Zwischen den Beteiligten ist streitig, ob die Klägerin berechtigt ist, eine Verbindlichkeit zu passivieren bzw. eine Rückstellung in Höhe von 20,8 Mio. DM zu bilden.

Die mit Gesellschaftsvertrag vom 2. November 1989 gegründete Klägerin ist ein Tochterunternehmen der ... AG, die sich mit der Verwaltung und Veräußerung von Grundstücken befasst.

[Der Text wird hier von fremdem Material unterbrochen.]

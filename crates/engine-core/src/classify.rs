use crate::{error::OperationError, retry::RetryDisposition};
use connectors::error::{ConnectorError, DbError};
use mysql_async::Error as MySqlError;
use tokio_postgres::{Error as PgError, error::SqlState};

const TRANSIENT_PATTERNS: &[&str] = &[
    "locked",
    "busy",
    "timeout",
    "timed out",
    "deadlock",
    "connection reset",
    "connection refused",
    "connection failed",
    "network error",
    "temporary failure",
    "disk i/o error",
    "cannot start transaction",
    "too many connections",
];

const PERMANENT_PATTERNS: &[&str] = &[
    "syntax error",
    "sql syntax",
    "no such table",
    "no such column",
    "unique constraint",
    "duplicate key",
    "foreign key constraint",
    "not null constraint",
    "check constraint",
];

/// Decides whether a failed attempt is worth repeating.
///
/// Errors are judged by kind first (driver error codes, I/O failures,
/// invalid arguments), then by message pattern. Whatever matches neither
/// gets the `unknown` disposition.
#[derive(Debug, Clone)]
pub struct ErrorClassifier {
    transient: Vec<String>,
    permanent: Vec<String>,
    unknown: RetryDisposition,
}

impl Default for ErrorClassifier {
    fn default() -> Self {
        Self {
            transient: TRANSIENT_PATTERNS.iter().map(|p| p.to_string()).collect(),
            permanent: PERMANENT_PATTERNS.iter().map(|p| p.to_string()).collect(),
            unknown: RetryDisposition::Retry,
        }
    }
}

impl ErrorClassifier {
    /// Unrecognised errors are not retried.
    pub fn strict() -> Self {
        Self {
            unknown: RetryDisposition::Stop,
            ..Self::default()
        }
    }

    pub fn with_transient(mut self, pattern: &str) -> Self {
        self.transient.push(pattern.to_lowercase());
        self
    }

    pub fn with_permanent(mut self, pattern: &str) -> Self {
        self.permanent.push(pattern.to_lowercase());
        self
    }

    pub fn classify(&self, err: &OperationError) -> RetryDisposition {
        if let Some(disposition) = classify_kind(err) {
            return disposition;
        }
        self.classify_message(&err.to_string())
    }

    pub fn classify_message(&self, message: &str) -> RetryDisposition {
        let message = message.to_lowercase();
        if self.transient.iter().any(|p| message.contains(p.as_str())) {
            return RetryDisposition::Retry;
        }
        if self.permanent.iter().any(|p| message.contains(p.as_str())) {
            return RetryDisposition::Stop;
        }
        self.unknown
    }
}

fn classify_kind(err: &OperationError) -> Option<RetryDisposition> {
    match err {
        OperationError::InvalidArgument(_) => Some(RetryDisposition::Stop),
        OperationError::Connection(conn_err) => classify_connector_error(conn_err),
        OperationError::Database(db_err) => classify_db_error(db_err),
        OperationError::Failed(_) | OperationError::Unexpected(_) => None,
    }
}

fn classify_connector_error(err: &ConnectorError) -> Option<RetryDisposition> {
    match err {
        ConnectorError::MySql(mysql_err) => classify_mysql_error(mysql_err),
        ConnectorError::Postgres(pg_err) => classify_pg_error(pg_err),
        ConnectorError::TlsConfig(_) | ConnectorError::Unreachable(_) => {
            Some(RetryDisposition::Retry)
        }
        ConnectorError::InvalidUrl(_) | ConnectorError::UnsupportedDriver(_) => {
            Some(RetryDisposition::Stop)
        }
    }
}

fn classify_db_error(err: &DbError) -> Option<RetryDisposition> {
    match err {
        DbError::Io(_) | DbError::StreamClosed => Some(RetryDisposition::Retry),
        DbError::MySql(mysql_err) => classify_mysql_error(mysql_err),
        DbError::Postgres(pg_err) => classify_pg_error(pg_err),
        DbError::Decode { .. } | DbError::TransactionState(_) => Some(RetryDisposition::Stop),
        DbError::Query(_) => None,
    }
}

fn classify_pg_error(err: &PgError) -> Option<RetryDisposition> {
    if err.is_closed() {
        return Some(RetryDisposition::Retry);
    }

    let code = err.code()?;
    if is_retryable_pg_code(code) {
        return Some(RetryDisposition::Retry);
    }
    // Class 23 is integrity violations, class 42 syntax and missing objects.
    let class = code.code().get(..2).unwrap_or_default();
    if class == "23" || class == "42" {
        return Some(RetryDisposition::Stop);
    }
    None
}

fn is_retryable_pg_code(code: &SqlState) -> bool {
    matches!(
        *code,
        SqlState::T_R_SERIALIZATION_FAILURE
            | SqlState::T_R_DEADLOCK_DETECTED
            | SqlState::LOCK_NOT_AVAILABLE
            | SqlState::TOO_MANY_CONNECTIONS
            | SqlState::ADMIN_SHUTDOWN
            | SqlState::CRASH_SHUTDOWN
            | SqlState::CANNOT_CONNECT_NOW
            | SqlState::CONNECTION_FAILURE
            | SqlState::CONNECTION_DOES_NOT_EXIST
            | SqlState::SQLCLIENT_UNABLE_TO_ESTABLISH_SQLCONNECTION
            | SqlState::SQLSERVER_REJECTED_ESTABLISHMENT_OF_SQLCONNECTION
            | SqlState::CONNECTION_EXCEPTION
            | SqlState::QUERY_CANCELED
            | SqlState::OPERATOR_INTERVENTION
    )
}

fn classify_mysql_error(err: &MySqlError) -> Option<RetryDisposition> {
    match err {
        MySqlError::Io(_) | MySqlError::Driver(_) => Some(RetryDisposition::Retry),
        MySqlError::Server(server_err) => {
            classify_mysql_server_error(server_err.code, server_err.state.as_str())
        }
        MySqlError::Url(_) => Some(RetryDisposition::Stop),
        _ => None,
    }
}

fn classify_mysql_server_error(code: u16, state: &str) -> Option<RetryDisposition> {
    // Lock wait timeout, deadlock, lost/refused connections, too many connections.
    const RETRYABLE_CODES: [u16; 8] = [1205, 1213, 2002, 2003, 2006, 2013, 1040, 1042];
    // Parse error, missing table/column, duplicate key, FK and NOT NULL violations.
    const PERMANENT_CODES: [u16; 7] = [1064, 1146, 1054, 1062, 1451, 1452, 1048];

    if RETRYABLE_CODES.contains(&code) || matches!(state, "40001" | "HYT00" | "08S01") {
        return Some(RetryDisposition::Retry);
    }
    if PERMANENT_CODES.contains(&code) {
        return Some(RetryDisposition::Stop);
    }
    None
}

#[cfg(test)]
mod tests {
    use super::*;

    fn query_error(message: &str) -> OperationError {
        OperationError::Database(DbError::Query(message.to_string()))
    }

    #[test]
    fn test_transient_messages_retry() {
        let classifier = ErrorClassifier::default();
        for message in [
            "database is locked",
            "Database is BUSY",
            "read timeout after 30s",
            "deadlock detected",
            "connection reset by peer",
        ] {
            assert_eq!(
                classifier.classify(&query_error(message)),
                RetryDisposition::Retry,
                "{message}"
            );
        }
    }

    #[test]
    fn test_permanent_messages_stop() {
        let classifier = ErrorClassifier::default();
        for message in [
            "syntax error at or near \"SELCT\"",
            "no such table: users",
            "no such column: agee",
            "UNIQUE constraint failed: users.email",
        ] {
            assert_eq!(
                classifier.classify(&query_error(message)),
                RetryDisposition::Stop,
                "{message}"
            );
        }
    }

    #[test]
    fn test_invalid_argument_never_retried() {
        let err = OperationError::InvalidArgument("timeout must be positive".to_string());
        assert_eq!(
            ErrorClassifier::default().classify(&err),
            RetryDisposition::Stop
        );
    }

    #[test]
    fn test_unknown_follows_configuration() {
        let err = OperationError::Failed("something odd".to_string());
        assert_eq!(
            ErrorClassifier::default().classify(&err),
            RetryDisposition::Retry
        );
        assert_eq!(
            ErrorClassifier::strict().classify(&err),
            RetryDisposition::Stop
        );
    }

    #[test]
    fn test_unreachable_source_is_transient() {
        let err = OperationError::Connection(ConnectorError::Unreachable("refused".to_string()));
        assert_eq!(
            ErrorClassifier::strict().classify(&err),
            RetryDisposition::Retry
        );
    }

    #[test]
    fn test_custom_patterns() {
        let classifier = ErrorClassifier::strict().with_transient("Try Again");
        assert_eq!(
            classifier.classify_message("server says: try again later"),
            RetryDisposition::Retry
        );
    }

    #[test]
    fn test_mysql_codes() {
        assert_eq!(
            classify_mysql_server_error(1213, "40001"),
            Some(RetryDisposition::Retry)
        );
        assert_eq!(
            classify_mysql_server_error(1064, "42000"),
            Some(RetryDisposition::Stop)
        );
        assert_eq!(classify_mysql_server_error(1234, "HY000"), None);
    }
}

Mit Kaufvertrag vom 17. November 1989 erwarb die Klägerin das Gelände der ehemaligen V GmbH in C zum Kaufpreis von insgesamt 40.922.325,00 DM. Zu diesem Zeitpunkt waren die Altlastensituation der Immobilie sowie die sich daraus ergebenden öffentlich-rechtlichen Verpflichtungen dem Grunde und der Höhe nach weitgehend ungeklärt. So hatte bereits die Verkäuferin im Jahr 1988 durch den Gutachter Dr. ... Voruntersuchungen anstellen lassen, die auf Verunreinigungen des Untergrundes durch Kohlenwasserstoffe hinwiesen. Diesbezüglich fanden schon in den Jahren 1988 und 1990 Besprechungen mit den zuständigen Vertretern des staatlichen Amtes für Wasser- und Abfallwirtschaft in H statt. Hierbei forderten diese die Klärung der Grundwassersituation des Grundstücksgeländes in C. Jedoch ergingen weder in den dem Streitjahr vorangegangenen Jahren noch im Streitjahr noch in den Folgejahren behördliche Anordnungen, die V bzw. die Klägerin verpflichteten, Sanierungsmaßnahmen durchzuführen. Der Altlastsituation trugen die Klägerin und V Rechnung, indem sie in § 6 des Kaufvertrages vom 17. November 1989 folgende mit „Abriss und Entsorgungsmassnahmen“ überschriebene Vereinbarung trafen:

„Die Verkäuferin wird nach Stilllegung der ...produktion (voraussichtlich bis Ende 1990) auf eigene Kosten alle Gebäude und Fabrikationsanlagen, die aus dem als Anlage beigefügten Plan ... zu entnehmen sind, bis zu 30 cm unter umliegendem Bodenniveau abreißen, verschrotten und entsorgen.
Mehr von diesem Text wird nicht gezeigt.